Moonshine160 · 13/06/2023 20:02

DS has just turned 9 months old. He’s been a bad sleeper since the 4 month regression. Whenever he wakes in the night (which is two hourly) he is always quickly fed back to sleep. Rocking/cuddling him doesn’t work and I get too tired to try for long lengths of time so I know that I’m not doing anything to help myself here but I’m just so exhausted. He will, however, be rocked to sleep for naps and bedtime by me.

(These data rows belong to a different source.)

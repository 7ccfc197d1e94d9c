use std::collections::HashSet;
use std::path::Path;
use std::str::FromStr;

use anyhow::{Context, Result};
use async_trait::async_trait;
use sqlx::sqlite::{SqliteConnectOptions, SqlitePoolOptions};
use sqlx::{Row, Sqlite, SqlitePool, Transaction};
use tracing::{debug, info, instrument, warn};

use super::key_store::KeyStore;
use crate::models::{Game, Key, Platform};
use crate::sources::KeySource;

/// Embedded schema migrations: (version, description, sql).
const MIGRATIONS: &[(i64, &str, &str)] = &[(
    1,
    "create_keys",
    include_str!("../../migrations/0001_create_keys.sql"),
)];

/// SQLite-backed key store.
///
/// The pool holds a single connection: while a run transaction is open every
/// query goes through it, so nothing else can observe a half-finished run.
pub struct KeyDb {
    pub pool: SqlitePool,
    tx: Option<Transaction<'static, Sqlite>>,
    sources: Vec<Box<dyn KeySource>>,
}

impl KeyDb {
    /// Open (creating if needed) the database file at `path` and apply migrations.
    #[instrument(skip_all, fields(path = %path.display()))]
    pub async fn connect(path: &Path) -> Result<Self> {
        if let Some(parent) = path.parent().filter(|p| !p.as_os_str().is_empty()) {
            tokio::fs::create_dir_all(parent)
                .await
                .with_context(|| format!("creating {}", parent.display()))?;
        }
        let options = SqliteConnectOptions::new()
            .filename(path)
            .create_if_missing(true);
        Self::connect_with(options).await
    }

    /// Connect using a `sqlite:` URL (e.g. `sqlite::memory:`).
    pub async fn connect_url(url: &str) -> Result<Self> {
        let options = SqliteConnectOptions::from_str(url)
            .with_context(|| format!("invalid sqlite url `{url}`"))?
            .create_if_missing(true);
        Self::connect_with(options).await
    }

    async fn connect_with(options: SqliteConnectOptions) -> Result<Self> {
        let pool = SqlitePoolOptions::new()
            .max_connections(1)
            .min_connections(1)
            .idle_timeout(None)
            .max_lifetime(None)
            .connect_with(options)
            .await
            .context("opening key database")?;
        Self::run_migrations(&pool).await?;
        info!("key database ready");
        Ok(Self {
            pool,
            tx: None,
            sources: Vec::new(),
        })
    }

    /// Discovery sources consulted by `refresh`.
    pub fn with_sources(mut self, sources: Vec<Box<dyn KeySource>>) -> Self {
        self.sources = sources;
        self
    }

    async fn run_migrations(pool: &SqlitePool) -> Result<()> {
        sqlx::raw_sql(
            "CREATE TABLE IF NOT EXISTS _migrations (
                version INTEGER PRIMARY KEY,
                description TEXT,
                installed_at TEXT DEFAULT (strftime('%Y-%m-%dT%H:%M:%SZ', 'now'))
             )",
        )
        .execute(pool)
        .await?;

        let applied: HashSet<i64> = sqlx::query("SELECT version FROM _migrations")
            .fetch_all(pool)
            .await?
            .iter()
            .map(|r| r.try_get::<i64, _>(0))
            .collect::<Result<_, _>>()?;

        for (version, description, sql) in MIGRATIONS {
            if applied.contains(version) {
                continue;
            }
            info!(version, description, "applying migration");
            let mut tx = pool.begin().await?;
            sqlx::raw_sql(sql)
                .execute(&mut *tx)
                .await
                .with_context(|| format!("migration {version} ({description}) failed"))?;
            sqlx::query("INSERT INTO _migrations (version, description) VALUES (?, ?)")
                .bind(*version)
                .bind(*description)
                .execute(&mut *tx)
                .await?;
            tx.commit().await?;
        }
        Ok(())
    }

    /// Insert keys not seen before; existing triples keep their state.
    pub async fn insert_keys(&mut self, keys: &[Key]) -> Result<usize> {
        let mut inserted = 0usize;
        for key in keys {
            let query = sqlx::query(
                "INSERT OR IGNORE INTO keys (code, reward, game, platform) VALUES (?, ?, ?, ?)",
            )
            .bind(&key.code)
            .bind(&key.reward)
            .bind(key.game.id())
            .bind(key.platform.id());
            let result = match self.tx.as_mut() {
                Some(tx) => query.execute(&mut **tx).await?,
                None => query.execute(&self.pool).await?,
            };
            inserted += result.rows_affected() as usize;
        }
        Ok(inserted)
    }
}

#[async_trait]
impl KeyStore for KeyDb {
    async fn begin(&mut self) -> Result<()> {
        if self.tx.is_none() {
            self.tx = Some(self.pool.begin().await.context("starting run transaction")?);
        }
        Ok(())
    }

    async fn commit(&mut self) -> Result<()> {
        if let Some(tx) = self.tx.take() {
            tx.commit().await.context("committing run transaction")?;
        }
        Ok(())
    }

    async fn rollback(&mut self) -> Result<()> {
        if let Some(tx) = self.tx.take() {
            tx.rollback().await.context("rolling back run transaction")?;
        }
        Ok(())
    }

    async fn refresh(&mut self) -> Result<usize> {
        let mut discovered: Vec<Key> = Vec::new();
        for source in &self.sources {
            match source.fetch().await {
                Ok(keys) => {
                    debug!(source = source.name(), count = keys.len(), "fetched keys");
                    discovered.extend(keys);
                }
                Err(err) => {
                    warn!(source = source.name(), error = %err, "key source failed; skipping");
                }
            }
        }
        self.insert_keys(&discovered).await
    }

    async fn list_keys(&mut self) -> Result<Vec<Key>> {
        let query = sqlx::query(
            "SELECT code, reward, game, platform, redeemed FROM keys ORDER BY id",
        );
        let rows = match self.tx.as_mut() {
            Some(tx) => query.fetch_all(&mut **tx).await?,
            None => query.fetch_all(&self.pool).await?,
        };

        let mut keys = Vec::with_capacity(rows.len());
        for row in rows {
            let game: String = row.try_get("game")?;
            let platform: String = row.try_get("platform")?;
            let (Ok(game), Ok(platform)) = (game.parse::<Game>(), platform.parse::<Platform>())
            else {
                warn!(%game, %platform, "skipping stored key with unknown game/platform");
                continue;
            };
            keys.push(Key {
                code: row.try_get("code")?,
                reward: row.try_get("reward")?,
                game,
                platform,
                redeemed: row.try_get("redeemed")?,
                synthesized: false,
            });
        }
        Ok(keys)
    }

    async fn mark_redeemed(&mut self, key: &Key) -> Result<()> {
        let query = sqlx::query(
            "INSERT INTO keys (code, reward, game, platform, redeemed) VALUES (?, ?, ?, ?, 1) \
             ON CONFLICT(code, game, platform) DO UPDATE SET redeemed = 1",
        )
        .bind(&key.code)
        .bind(&key.reward)
        .bind(key.game.id())
        .bind(key.platform.id());
        match self.tx.as_mut() {
            Some(tx) => query.execute(&mut **tx).await?,
            None => query.execute(&self.pool).await?,
        };
        debug!(code = %key.code, game = %key.game, platform = %key.platform, "marked redeemed");
        Ok(())
    }
}
impl ShiftClient {
    pub fn new(user: impl Into<String>, password: impl Into<String>) -> Result<Self> {
        let http = Client::builder()
            .user_agent(USER_AGENT)
            .cookie_store(true)
            .redirect(redirect::Policy::none())
            .timeout(Duration::from_secs(30))
            .build()
            .context("building SHiFT http client")?;
        Ok(Self {
            http,
            base_url: SHIFT_BASE_URL.to_string(),
            user: user.into(),
            password: password.into(),
            logged_in: tokio::sync::Mutex::new(false),
            last_status: Mutex::new(None),
        })
    }

    pub fn with_base_url(mut self, base_url: impl Into<String>) -> Self {
        self.base_url = base_url.into().trim_end_matches('/').to_string();
        self
    }

    fn url(&self, path: &str) -> String {
        format!("{}{}", self.base_url, path)
    }

    async fn csrf_token(&self, path: &str) -> Result<String> {
        let resp = self
            .http
            .get(self.url(path))
            .send()
            .await
            .with_context(|| format!("GET {path}"))?;
        if resp.status().is_redirection() {
            bail!("GET {path} redirected to {}; session is not authenticated", location(&resp).unwrap_or_default());
        }
        let html = resp.text().await?;
        extract_csrf_token(&html).ok_or_else(|| anyhow!("no csrf token on {path}"))
    }

    async fn login(&self) -> Result<()> {
        info!(user = %self.user, "logging in to SHiFT");
        let token = self.csrf_token("/home").await?;
        let form = [
            ("authenticity_token", token.as_str()),
            ("user[email]", self.user.as_str()),
            ("user[password]", self.password.as_str()),
        ];
        let resp = self
            .http
            .post(self.url("/sessions"))
            .header(header::REFERER, self.url("/home"))
            .form(&form)
            .send()
            .await
            .context("POST /sessions")?;
        let status = resp.status();
        let target = location(&resp).unwrap_or_default();
        if !status.is_redirection() || target.contains("/home") {
            bail!("SHiFT login failed (status {status}); check SHIFT_USER / SHIFT_PASS");
        }
        info!("login successful");
        Ok(())
    }

    async fn redeem_inner(&self, code: &str, game: Game, platform: Platform) -> Result<Status> {
        let token = match self.csrf_token("/rewards").await {
            Ok(t) => t,
            Err(err) => {
                // the session cookie expired between scheduled runs
                warn!(error = %err, "rewards page unavailable; logging in again");
                *self.logged_in.lock().await = false;
                self.ensure_session().await?;
                self.csrf_token("/rewards").await?
            }
        };

        let resp = self
            .http
            .get(self.url("/entitlement_offer_codes"))
            .query(&[("code", code)])
            .header("x-csrf-token", token.as_str())
            .header("x-requested-with", "XMLHttpRequest")
            .header(header::REFERER, self.url("/rewards"))
            .send()
            .await
            .context("GET /entitlement_offer_codes")?;
        if resp.status() == StatusCode::TOO_MANY_REQUESTS {
            return Ok(Status::SlowDown);
        }
        let http_status = resp.status();
        let body = resp.text().await.unwrap_or_default();
        if !http_status.is_success() {
            return Ok(Status::Unknown(format!(
                "entitlement lookup returned {http_status}: {}",
                truncate_for_log(body, 200)
            )));
        }

        let forms = parse_redemption_forms(&body);
        if forms.is_empty() {
            return Ok(classify_text(&body)
                .unwrap_or_else(|| Status::Unknown(truncate_for_log(strip_tags(&body), 200))));
        }
        let Some(form) = forms
            .into_iter()
            .find(|f| f.service == platform.id() && resolve_game(&f.title) == Some(game))
        else {
            debug!(%code, %game, %platform, "no redemption form for this game/platform");
            return Ok(Status::Invalid);
        };

        self.submit_form(&form).await
    }

    async fn submit_form(&self, form: &RedemptionForm) -> Result<Status> {
        let resp = self
            .http
            .post(self.url("/code_redemptions"))
            .header(header::REFERER, self.url("/new_code_redemption"))
            .form(&form.fields)
            .send()
            .await
            .context("POST /code_redemptions")?;
        if resp.status() == StatusCode::TOO_MANY_REQUESTS {
            return Ok(Status::SlowDown);
        }
        let Some(mut target) = location(&resp) else {
            let body = resp.text().await.unwrap_or_default();
            return Ok(classify_text(&body)
                .unwrap_or_else(|| Status::Unknown(truncate_for_log(strip_tags(&body), 200))));
        };

        if target.contains("/code_redemptions/") {
            let status_url = self.absolute(&target);
            for _ in 0..STATUS_POLL_ATTEMPTS {
                let poll = self
                    .http
                    .get(&status_url)
                    .header(header::ACCEPT, "application/json")
                    .send()
                    .await
                    .context("polling redemption status")?;
                if let Some(next) = location(&poll) {
                    target = next;
                    break;
                }
                let body: RedemptionStatusBody = match poll.json().await {
                    Ok(b) => b,
                    Err(_) => break,
                };
                if !body.in_progress {
                    if let Some(status) = body.text.as_deref().and_then(classify_text) {
                        return Ok(status);
                    }
                    break;
                }
                tokio::time::sleep(STATUS_POLL_DELAY).await;
            }
        }

        let page = self
            .http
            .get(self.absolute(&target))
            .send()
            .await
            .context("reading redemption result")?
            .text()
            .await?;
        let notice = extract_flash_notice(&page).unwrap_or_else(|| strip_tags(&page));
        Ok(classify_text(&notice).unwrap_or_else(|| Status::Unknown(truncate_for_log(notice, 200))))
    }

    fn absolute(&self, target: &str) -> String {
        if target.starts_with("http://") || target.starts_with("https://") {
            target.to_string()
        } else {
            self.url(target)
        }
    }
}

I am going back to work in 3 weeks and my hours include me working one evening per week when DH will have to put DS to bed, so for the last couple of weeks DH has tried to take over bedtime. The problem is is that he just won’t go to sleep for DH, even if I feed him at the start of the bedtime routine then hand him over to him. DH will try and rock him, cuddle him, sing, shh pat, lie beside his cot, but he will just scream until he eventually passes out in his arms but by that time it’s late and he’s overtired and then sleeps even worse. So more often than not I will intervene and just quickly feed him to sleep and he closes his eyes within seconds. He will take a bottle of expressed milk but only very reluctantly and only about 2oz but this doesn’t help him fall asleep either.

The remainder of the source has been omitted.